A dangerous new Ethereum wallet threat has surfaced in the form of a malicious Chrome extension, “Safery: Ethereum Wallet.” Disguised as a legitimate cryptocurrency management tool, this extension, published on November 12, 2024, secretly harvests user seed phrases, granting attackers complete control over their digital assets.
Security analysts from Socket.dev identified the sophisticated malware and its novel stealth techniques. The extension’s primary goal is to steal the crucial seed phrase, the master key to any cryptocurrency wallet, enabling assailants to drain victims’ funds entirely. This discovery highlights the persistent risks within the decentralized finance ecosystem.
Technical Mechanism of the Safery Ethereum Wallet Exploit
The Safery extension employs a cunning strategy to exfiltrate sensitive user data. When a user creates or imports an Ethereum wallet, the extension intercepts and encodes the seed phrase into seemingly innocuous synthetic Sui blockchain addresses. It then broadcasts microtransactions of a minuscule amount of SUI (0.000001 SUI) to these encoded addresses from a wallet controlled by the threat actor.
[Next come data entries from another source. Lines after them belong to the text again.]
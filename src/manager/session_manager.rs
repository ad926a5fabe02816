use std::fmt::Display;

use super::User;
use rand::distributions::Alphanumeric;
use rand::Rng;

/// Alphanumeric characters in a token; 64 of them carry ~380 bits of entropy.
const SESSION_ID_LEN: usize = 64;

#[derive(sqlx::Type, Debug, Clone, PartialEq, Eq)]
#[sqlx(transparent)]
pub struct SessionId(pub String);

impl Display for SessionId {
    fn fmt(&self, f: &mut std::fmt::Formatter<'_>) -> std::fmt::Result {
        write!(f, "{}", self.0)
    }
}

#[derive(Debug)]
pub enum Error {
    DoesNotExist,
    DatabaseError(sqlx::Error),
}

impl From<sqlx::Error> for Error {
    fn from(err: sqlx::Error) -> Self {
        match err {
            sqlx::Error::RowNotFound => Error::DoesNotExist,
            _ => Error::DatabaseError(err),
        }
    }
}

fn random_string_session_id() -> SessionId {
    let mut rng = rand::thread_rng();
    SessionId(
        (0..SESSION_ID_LEN)
            .map(|_| rng.sample(Alphanumeric))
            .map(char::from)
            .collect::<String>(),
    )
}

fn now() -> i64 {
    chrono::Utc::now().timestamp()
}

#[derive(Clone)]
pub struct SessionManager<'a> {
    pool: &'a sqlx::SqlitePool,
}

impl<'a> SessionManager<'a> {
    pub fn new(pool: &'a sqlx::SqlitePool) -> Self {
        Self { pool }
    }
}

impl SessionManager<'_> {
    /// Resolves an unexpired session to its user.
    pub async fn get_user(&self, session_id: &SessionId) -> Result<User, Error> {
        Ok(sqlx::query_as::<_, User>(
            r#"
SELECT u.id, u.name, u.phone, u.email, u.password_hash, u.role
FROM users u
JOIN user_sessions s ON s.user_id = u.id
WHERE s.session_id = ? AND s.expires_at > ?
            "#,
        )
        .bind(session_id)
        .bind(now())
        .fetch_one(self.pool)
        .await?)
    }

    /// Issues a new token for `user` with a fixed expiry. Older tokens of the
    /// same user stay valid until they expire or are revoked.
    pub async fn generate_session_id_for(
        &self,
        user: &User,
        ttl_hours: i64,
    ) -> Result<SessionId, sqlx::Error> {
        let sid = random_string_session_id();
        let expires_at = now() + ttl_hours * 3600;
        sqlx::query("INSERT INTO user_sessions (session_id, user_id, expires_at) VALUES (?, ?, ?)")
            .bind(&sid)
            .bind(user.id)
            .bind(expires_at)
            .execute(self.pool)
            .await?;

        tracing::debug!(user_id = user.id, expires_at, "session issued");
        Ok(sid)
    }

    pub async fn revoke(&self, session_id: &SessionId) -> Result<bool, sqlx::Error> {
        let result = sqlx::query("DELETE FROM user_sessions WHERE session_id = ?")
            .bind(session_id)
            .execute(self.pool)
            .await?;
        Ok(result.rows_affected() > 0)
    }

    pub async fn purge_expired(&self) -> Result<u64, sqlx::Error> {
        let result = sqlx::query("DELETE FROM user_sessions WHERE expires_at <= ?")
            .bind(now())
            .execute(self.pool)
            .await?;
        Ok(result.rows_affected())
    }
}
These transactions, appearing as normal blockchain activity to casual observers, contain hidden user data. The technical mechanism involves using BIP-39 mnemonic encoding. As detailed by Socket.dev researchers, each word from the seed phrase is transformed into a numeric index and then packed into hexadecimal strings that mimic legitimate Sui wallet addresses. This clever obfuscation avoids the need for traditional command-and-control servers, making the malware harder to detect.
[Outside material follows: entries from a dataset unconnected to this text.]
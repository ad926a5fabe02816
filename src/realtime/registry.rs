use std::collections::HashMap;
use std::sync::{Arc, Mutex, MutexGuard, PoisonError};

use thiserror::Error;
use tokio::sync::mpsc;
use uuid::Uuid;

#[derive(Debug, Error, PartialEq, Eq)]
pub enum TransportError {
    #[error("connection closed")]
    Closed,
    #[error("outbound buffer full")]
    Full,
}

/// Sending half of one live realtime connection.
///
/// Frames handed to the handle are written to the socket by the connection's
/// own writer task; the handle never touches the socket itself.
#[derive(Debug, Clone)]
pub struct ConnectionHandle {
    id: Uuid,
    tx: mpsc::Sender<String>,
}

impl ConnectionHandle {
    pub fn new(tx: mpsc::Sender<String>) -> Self {
        Self {
            id: Uuid::new_v4(),
            tx,
        }
    }

    pub fn id(&self) -> Uuid {
        self.id
    }

    pub fn is_open(&self) -> bool {
        !self.tx.is_closed()
    }

    pub fn try_send(&self, frame: String) -> Result<(), TransportError> {
        self.tx.try_send(frame).map_err(|e| match e {
            mpsc::error::TrySendError::Full(_) => TransportError::Full,
            mpsc::error::TrySendError::Closed(_) => TransportError::Closed,
        })
    }
}

/// Maps a user id to at most one live connection.
#[derive(Debug, Clone, Default)]
pub struct ConnectionRegistry {
    connections: Arc<Mutex<HashMap<i64, ConnectionHandle>>>,
}

impl ConnectionRegistry {
    pub fn new() -> Self {
        Self::default()
    }

    fn map(&self) -> MutexGuard<'_, HashMap<i64, ConnectionHandle>> {
        self.connections
            .lock()
            .unwrap_or_else(PoisonError::into_inner)
    }

    /// Registers `handle` for `user_id`, returning the superseded handle.
    ///
    /// The previous connection is not closed; it cleans up after itself when
    /// its own socket goes away.
    pub fn register(&self, user_id: i64, handle: ConnectionHandle) -> Option<ConnectionHandle> {
        self.map().insert(user_id, handle)
    }

    /// Removes the registration for `user_id` only if it still belongs to
    /// `connection_id`. Returns whether anything was removed.
    pub fn unregister(&self, user_id: i64, connection_id: Uuid) -> bool {
        let mut map = self.map();
        match map.get(&user_id) {
            Some(current) if current.id() == connection_id => {
                map.remove(&user_id);
                true
            }
            _ => false,
        }
    }

    pub fn lookup(&self, user_id: i64) -> Option<ConnectionHandle> {
        self.map().get(&user_id).cloned()
    }

    pub fn len(&self) -> usize {
        self.map().len()
    }

    pub fn is_empty(&self) -> bool {
        self.map().is_empty()
    }
}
Upon closer examination of the extension’s code, analysts discovered that it loads a standard wordlist, maps each word to its corresponding index, and constructs these synthetic addresses, all prefixed with “0x”. Crucially, a paired decoder embedded within the malware allows the threat actor to reverse this process, reconstructing the original seed phrase word by word. These operations execute silently after a user enters their seed phrase, exfiltrating the data across the blockchain before the wallet login process is even completed.
The Deceptive Nature of the Ethereum Wallet Extension
The effectiveness of this exploit is amplified by the extension’s placement within the official Chrome Web Store. Users searching for Ethereum wallet solutions encounter Safery prominently listed, often appearing as the fourth search result alongside well-established and trusted alternatives like MetaMask and Enkrypt. This prime positioning lends the malicious extension a false sense of credibility, making it a tempting choice for unsuspecting users.
Once a victim installs the extension and proceeds to import or create their wallet, the attacker gains access to all derived Ethereum private keys. This compromise allows the threat actor to transfer all the victim’s digital assets to their own addresses, leading to a complete financial loss. The deceptive marketing and sophisticated technical execution make this a particularly dangerous threat to the cryptocurrency community.
Implications and Future Security Measures
The incident underscores the critical importance of rigorous vetting processes for browser extensions, especially those handling sensitive financial information like cryptocurrency wallets. While the Safery extension has reportedly been removed from the Chrome Web Store following the discovery, similar threats may continue to emerge.
Users are strongly advised to exercise extreme caution when installing any browser extension, particularly those that manage financial assets. It is recommended to only download extensions from developers with a proven track record, to always check reviews, and to carefully review the permissions requested by any extension before granting access. Ongoing vigilance and a proactive approach to cybersecurity are essential for safeguarding digital assets in the evolving threat landscape.